What do you think? Is 3D the new CGI? Do you want it to just go away? What kind of artistic potential do you see in the use of 3D? Let me know in the comments.


9 responses to Is 3D the New CGI?


    The one difference that I see is that CGI genuinely opened up cinema to do things it couldn’t before. Suddenly stories that couldn’t be filmed now could be. I don’t think you can really say that about 3D. I don’t think 3D can ever be that essential.


    I’m not sure. Although it seems that it is hear to stay it is not the first emergence of 3d in the cinemas. The technique has had some progress though, but still has it’s issues, especially of a lot of people not liking the glasses or getting headaches. I still rather go to 2d screenings of movies if I can, but this might be different in 10 years time.


      At this point I also generally prefer going to 2D shows, but I also think there’s a difference with 3D this time around. The technology at this point is very good, and there are a few improvements already on the way that promise to make the technology truly great. I think if that is combined with great artistic uses of 3D, it really could become a special part of going to the movies.


    It’s just a gimmick.
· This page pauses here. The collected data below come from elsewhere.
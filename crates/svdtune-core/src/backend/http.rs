//! HTTP client for the compression server.

use std::path::Path;

use async_trait::async_trait;
use reqwest::multipart::{Form, Part};
use reqwest::{Client, StatusCode};
use serde_json::{Map, Value};
use unicode_normalization::UnicodeNormalization;

use crate::config::SessionConfig;
use crate::control::{CompressionParameter, Preset};
use crate::error::{Error, Result};
use crate::session::{RecompressionResult, SvdMetrics};

use super::RecompressBackend;

/// reqwest-backed [`RecompressBackend`].
#[derive(Debug, Clone)]
pub struct HttpBackend {
    client: Client,
    recompress_url: String,
    upload_url: String,
    upload_path: String,
}

impl HttpBackend {
    /// Create a client for the server described by `config`.
    ///
    /// No timeout is applied unless `session.request_timeout` is set.
    pub fn new(config: &SessionConfig) -> Result<Self> {
        let mut builder = Client::builder();
        if let Some(timeout) = config.request_timeout {
            builder = builder.timeout(timeout);
        }
        let client = builder
            .build()
            .map_err(|e| Error::Internal(format!("failed to build HTTP client: {e}")))?;

        let base = config.base_url.trim_end_matches('/');
        Ok(Self {
            client,
            recompress_url: format!("{base}{}", config.recompress_path),
            upload_url: format!("{base}{}", config.upload_path),
            upload_path: config.upload_path.clone(),
        })
    }

    /// Full URL of the recompression endpoint.
    #[must_use]
    pub fn recompress_url(&self) -> &str {
        &self.recompress_url
    }

    /// Upload an original image and return the filename the server stored
    /// it under, which later recompressions refer to.
    ///
    /// # Errors
    ///
    /// Returns [`Error::FileNotFound`] if `path` cannot be read,
    /// [`Error::Transport`] on network failure or an error status, and
    /// [`Error::Backend`] if the server bounced the upload back to its index.
    pub async fn upload(
        &self,
        path: &Path,
        k: CompressionParameter,
        preset: Option<Preset>,
    ) -> Result<String> {
        let file_name = path
            .file_name()
            .and_then(|n| n.to_str())
            .ok_or_else(|| Error::FileNotFound(path.display().to_string()))?
            .to_string();
        let fname = secure_filename(&file_name)
            .ok_or_else(|| Error::UnsupportedFile(file_name.clone()))?;

        let data = tokio::fs::read(path).await.map_err(|e| match e.kind() {
            std::io::ErrorKind::NotFound => Error::FileNotFound(path.display().to_string()),
            _ => Error::Io(e),
        })?;
        let mime = mime_guess::from_path(path).first_or_octet_stream();

        let part = Part::bytes(data)
            .file_name(file_name)
            .mime_str(mime.essence_str())
            .map_err(|e| Error::Internal(format!("invalid mime type: {e}")))?;
        let mut form = Form::new().part("image", part).text("k", k.get().to_string());
        if let Some(preset) = preset {
            form = form.text("preset", preset.as_str());
        }

        let response = self
            .client
            .post(&self.upload_url)
            .multipart(form)
            .send()
            .await
            .map_err(|e| Error::Transport(e.to_string()))?;

        let status = response.status();
        if !status.is_success() {
            return Err(Error::Transport(format!("upload failed with HTTP {status}")));
        }
        // A rejected upload is redirected to the index page.
        if !response.url().path().ends_with(&self.upload_path) {
            return Err(Error::Backend(format!(
                "upload of '{fname}' was rejected by the server"
            )));
        }

        tracing::info!(fname = %fname, k = k.get(), "original uploaded");
        Ok(fname)
    }
}

#[async_trait]
impl RecompressBackend for HttpBackend {
    async fn recompress(
        &self,
        fname: &str,
        k: CompressionParameter,
    ) -> Result<RecompressionResult> {
        let form = Form::new()
            .text("fname", fname.to_string())
            .text("k", k.get().to_string());

        let response = self
            .client
            .post(&self.recompress_url)
            .multipart(form)
            .send()
            .await
            .map_err(|e| Error::Transport(e.to_string()))?;
        let status = response.status();
        let body = response
            .text()
            .await
            .map_err(|e| Error::Transport(format!("failed to read response: {e}")))?;
        parse_recompress_response(status, &body)
    }
}

/// Interpret a recompression response body.
///
/// Numeric fields are accepted either as JSON numbers or as numeric strings.
/// A non-empty `error` field wins over everything else, whatever the status.
pub fn parse_recompress_response(status: StatusCode, body: &str) -> Result<RecompressionResult> {
    let object = match serde_json::from_str::<Value>(body) {
        Ok(Value::Object(object)) => object,
        _ if status.is_success() => {
            return Err(Error::MalformedResponse(
                "response is not a JSON object".to_string(),
            ))
        }
        _ => return Err(Error::Transport(format!("server answered HTTP {status}"))),
    };

    if let Some(message) = error_message(&object) {
        return Err(Error::Backend(message));
    }
    if !status.is_success() {
        return Err(Error::Transport(format!("server answered HTTP {status}")));
    }

    let url = object
        .get("url")
        .and_then(Value::as_str)
        .filter(|url| !url.is_empty())
        .ok_or_else(|| missing("url"))?
        .to_string();

    Ok(RecompressionResult {
        url,
        before_kb: required_f64(&object, "before_kb")?,
        after_kb: required_f64(&object, "after_kb")?,
        ratio: required_f64(&object, "ratio")?,
        k: lenient_u64(&object, "k")
            .and_then(|k| u32::try_from(k).ok())
            .ok_or_else(|| missing("k"))?,
        runtime: required_f64(&object, "runtime")?,
        dimension: object.get("dimension").and_then(|d| match d {
            Value::String(s) => Some(s.clone()),
            Value::Null => None,
            other => Some(other.to_string()),
        }),
        svd: SvdMetrics {
            total_pixels: lenient_u64(&object, "total_pixels"),
            uncompressed_matrix_size: lenient_u64(&object, "uncompressed_matrix_size"),
            compressed_matrix_size: lenient_u64(&object, "compressed_matrix_size"),
            height: lenient_u64(&object, "height").and_then(|v| u32::try_from(v).ok()),
            width: lenient_u64(&object, "width").and_then(|v| u32::try_from(v).ok()),
            svd_compression_ratio: lenient_f64(&object, "svd_compression_ratio"),
            info_preserved: lenient_f64(&object, "info_preserved"),
        },
    })
}

/// Sanitize an upload filename the way the compression server does before
/// storing it.
///
/// The name is NFKD-normalized so accented letters keep their base letter,
/// then non-ASCII characters are dropped. `/` and whitespace runs become `_`,
/// anything outside `[A-Za-z0-9_.-]` is removed, and leading or trailing
/// `.`/`_` are trimmed. Returns `None` if nothing usable remains.
///
/// The server runs on POSIX, so `\` is not a separator and is simply removed.
#[must_use]
pub fn secure_filename(name: &str) -> Option<String> {
    let ascii: String = name
        .nfkd()
        .filter(char::is_ascii)
        .map(|c| if c == '/' { ' ' } else { c })
        .collect();
    let joined = ascii.split_whitespace().collect::<Vec<_>>().join("_");
    let kept: String = joined
        .chars()
        .filter(|&c| c.is_ascii_alphanumeric() || matches!(c, '_' | '.' | '-'))
        .collect();
    let trimmed = kept.trim_matches(|c: char| c == '.' || c == '_');

    (!trimmed.is_empty()).then(|| trimmed.to_string())
}

fn error_message(object: &Map<String, Value>) -> Option<String> {
    match object.get("error")? {
        Value::Null | Value::Bool(false) => None,
        Value::String(s) if s.trim().is_empty() => None,
        Value::String(s) => Some(s.clone()),
        other => Some(other.to_string()),
    }
}

fn missing(field: &str) -> Error {
    Error::MalformedResponse(format!("missing or invalid field '{field}'"))
}

fn lenient_f64(object: &Map<String, Value>, key: &str) -> Option<f64> {
    match object.get(key)? {
        Value::Number(n) => n.as_f64(),
        Value::String(s) => s.trim().trim_end_matches('%').parse().ok(),
        _ => None,
    }
}

fn lenient_u64(object: &Map<String, Value>, key: &str) -> Option<u64> {
    match object.get(key)? {
        Value::Number(n) => n.as_u64(),
        Value::String(s) => s.trim().parse().ok(),
        _ => None,
    }
}

fn required_f64(object: &Map<String, Value>, key: &str) -> Result<f64> {
    lenient_f64(object, key).ok_or_else(|| missing(key))
}

#[cfg(test)]
mod tests {
    use super::*;

    #[test]
    fn test_parse_string_encoded_numbers() {
        let body = r#"{
            "url": "/preview/photo_15.jpg",
            "k": 15,
            "runtime": "0.412",
            "before_kb": "512.00",
            "after_kb": "88.25",
            "ratio": "82.76",
            "dimension": "600×800"
        }"#;

        let result = parse_recompress_response(StatusCode::OK, body).unwrap();

        assert_eq!(result.url, "/preview/photo_15.jpg");
        assert_eq!(result.k, 15);
        assert!((result.runtime - 0.412).abs() < f64::EPSILON);
        assert!((result.after_kb - 88.25).abs() < f64::EPSILON);
        assert_eq!(result.dimension.as_deref(), Some("600×800"));
        assert!(result.svd.is_empty());
    }

    #[test]
    fn test_parse_native_numbers_and_metrics() {
        let body = r#"{
            "url": "/preview/a_10.png", "k": "10", "runtime": 0.2,
            "before_kb": 100, "after_kb": 40.5, "ratio": 59.5,
            "height": 600, "width": 800, "info_preserved": 93.1
        }"#;

        let result = parse_recompress_response(StatusCode::OK, body).unwrap();

        assert_eq!(result.k, 10);
        assert_eq!(result.svd.height, Some(600));
        assert_eq!(result.svd.width, Some(800));
        assert_eq!(result.svd.info_preserved, Some(93.1));
        assert_eq!(result.dimension, None);
    }

    #[test]
    fn test_error_field_wins_over_status() {
        let body = r#"{"error": "file not found"}"#;
        for status in [StatusCode::OK, StatusCode::NOT_FOUND] {
            match parse_recompress_response(status, body) {
                Err(Error::Backend(message)) => assert_eq!(message, "file not found"),
                other => panic!("expected backend error, got {other:?}"),
            }
        }
    }

    #[test]
    fn test_non_json_body() {
        assert!(matches!(
            parse_recompress_response(StatusCode::INTERNAL_SERVER_ERROR, "<html>oops</html>"),
            Err(Error::Transport(_))
        ));
        assert!(matches!(
            parse_recompress_response(StatusCode::OK, "<html>oops</html>"),
            Err(Error::MalformedResponse(_))
        ));
    }

    #[test]
    fn test_missing_field_is_malformed() {
        let body = r#"{"url": "/preview/a.png", "k": 5, "runtime": 1}"#;
        match parse_recompress_response(StatusCode::OK, body) {
            Err(Error::MalformedResponse(message)) => assert!(message.contains("before_kb")),
            other => panic!("expected malformed response, got {other:?}"),
        }
    }

    #[test]
    fn test_secure_filename() {
        assert_eq!(secure_filename("photo.jpg").as_deref(), Some("photo.jpg"));
        assert_eq!(
            secure_filename("My cool photo.JPG").as_deref(),
            Some("My_cool_photo.JPG")
        );
        assert_eq!(
            secure_filename("../../etc/passwd").as_deref(),
            Some("etc_passwd")
        );
        assert_eq!(secure_filename("..."), None);
    }

    #[test]
    fn test_secure_filename_folds_accents() {
        assert_eq!(secure_filename("résumé.png").as_deref(), Some("resume.png"));
        assert_eq!(
            secure_filename("Foto Café.jpg").as_deref(),
            Some("Foto_Cafe.jpg")
        );
    }

    #[test]
    fn test_secure_filename_drops_backslash() {
        assert_eq!(secure_filename("a\\b.png").as_deref(), Some("ab.png"));
    }

    #[test]
    fn test_urls_join_base_and_paths() {
        let config = SessionConfig {
            base_url: "http://127.0.0.1:5000/".to_string(),
            ..SessionConfig::default()
        };
        let backend = HttpBackend::new(&config).unwrap();
        assert_eq!(backend.recompress_url(), "http://127.0.0.1:5000/recompress");
    }
}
Or did you misread ‘Gypsy’?


    Now obviously a lot of films have used 3D to great effect and many more will continue to advance the technique, but I’ll never get over the feeling that I’m being out of a few extra dollars to see something that would have worked just as well in 2D. Then again, that could just be my inner curmudgeon speaking.


      Yeah, I don’t think 3D will ever properly take off so long as it’s priced as an “extra” experience. If it’s extra and costs more it will never be able to shed the image of being just a gimmick.


    I’m quite positive that 3D will die a death like it did before. I know it is technically far superior than its previous incarnation with Jaws 3 having limbs slowly moving towards the camera as the lens stands motionless but it is still a gimmick. Studios haven’t yet figured out a way to stop online piracy and people watching films for free so they figure 3D will force people into cinema seats. I think IMAX is the way forward and the next step – lets see more films shot for IMAX, that’s what I say.